Michael Hampton author of ‘”A” Death’ published in Breve New Stories Issue Zero, talks about the authors and stories that inspire him.
The cautionary tale is as old as the hills and starts orally with your worried parents telling you not to put your hand in the fire. But the format is for grown-ups too as learning is lifelong. My short story ‘”A” death’ fits this profile, its grotesque nature identifying it as a precise literary sub-type: the conte cruel or cruel tale, a refined form that emerged from the fairy stories of Charles Perrault and Brothers Grimm, but was made explicitly modern by practitioners such as Auguste Villiers De L’isle-Adam, Guy de Maupassant and H H Munro, more generally known as “Saki”.
De L’isle-Adam led a bohemian life, and his stories were as A W Rait notes in his 1963 introduction to Cruel Tales, “often written on dirty, crumpled scraps of paper stained with the coffee and wine of the café tables at which Villiers, generally more or less homeless, spent much of his time”, possessing titles such as ‘Flowers of Darkness’ or ‘The Apparatus for the Chemical Analysis of the Last Breath’ that hint strongly at their baroque content.
Contemporaneous with him was the short story maestro Guy de Maupassant. In ‘A Piece of String’, first published in the collection Harriet, 1884, a frugal peasant is unjustly accused of theft after being spotted picking up a bit of string off the road. The police clear him but despite the object in question (a lost wallet) being handed in, the man continues to be stigmatised by the local villagers, who suspect him of involvement come what may. Wholly innocent but unable to clear his name in the community, as a result he suffers an apoplexy and dies insane. This is classic Maupassant: a tragedy based on an impulse to which the reader is an eye-witness, but can do nothing to prevent as it unfolds in slo-mo.

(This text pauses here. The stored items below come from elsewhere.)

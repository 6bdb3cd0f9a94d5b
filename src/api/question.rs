//! Question Calls
//!
//! Questions are created and updated through `/api/question`, which accepts
//! choices and media alongside the question itself.

use super::routes::submit_route;
use super::{send, success_message, Action, FilePayload};
use crate::config::ApiConfig;
use crate::error::AdminError;
use crate::models::Endpoint;
use crate::payload::FormMode;

pub async fn create_question(
    config: &ApiConfig,
    section_id: i64,
    payload: FilePayload,
) -> Result<String, AdminError> {
    let route = submit_route(Endpoint::Question, FormMode::Create, Some(section_id));
    let body = send(config, &route, Some(payload)).await?;
    Ok(success_message(&body, Action::CreateQuestion))
}

pub async fn update_question(config: &ApiConfig, id: u32, payload: FilePayload) -> Result<String, AdminError> {
    let route = submit_route(Endpoint::Question, FormMode::Edit(id), None);
    let body = send(config, &route, Some(payload)).await?;
    Ok(success_message(&body, Action::Update))
}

The short fiction of “Saki” however can be lighter in tone, Monty Pythonesque even, but still trades on the uncanny and weird. His favoured locale is the countryside, but more especially the goings-on amongst the doomed upper classes just before the Great War: fox-hunting, card games, garden parties and Christmas gatherings often the backdrop to madness and mayhem. Ironically in “Saki” the pastoral settings are never quite what they seem. In ‘The Peace of Mowsle Barton’, 1911, a holidaying city gent discovers that the place he imagined to be the very picture of rural bliss harbours dark forces, witchcraft in fact, practised by two old women who spend their time cursing each other and everything around them. In one hilarious scene the gent watches in horror as a group of ducks drown one after the other in the village pond, while the farmhouse kettle refuses to boil as if bewitched. In the end he leaves in disgust, relieved to find himself back among the hustle and bustle of Paddington station. Relying on the odd incident rather than the quotidian ‘plotlessness’ of soap opera, the cruel tale discharges a flare into the night sky, often signalling that all is far from well in the universe. Twisted, acid and unsettling (thus sharing traits with the Edwardian English ghost story) it focuses on arbitrariness and malignant disorder, as if undisclosing the contents of a restricted police file.
Perhaps such writing is a prophylactic against insanity? But by focusing on the incident that comes out of the blue, out of nowhere, horror gets sharply etched on the reader’s disbelieving mind; so in a 24/7 news media environment suffocating in wholesale death and destruction, in end-of-the-world speculation, the trivial yet telling moment that appears to have no explicable metaphysical cause, operates as an indexical mark, generating a grim brand of humour. Once upon a time such encounters were superstitiously classified as intersection points, the workings of fate, and might still be if there was an agreed upon framework of meaning amongst human beings; but normality was the very first casualty of the World Trade Center attacks.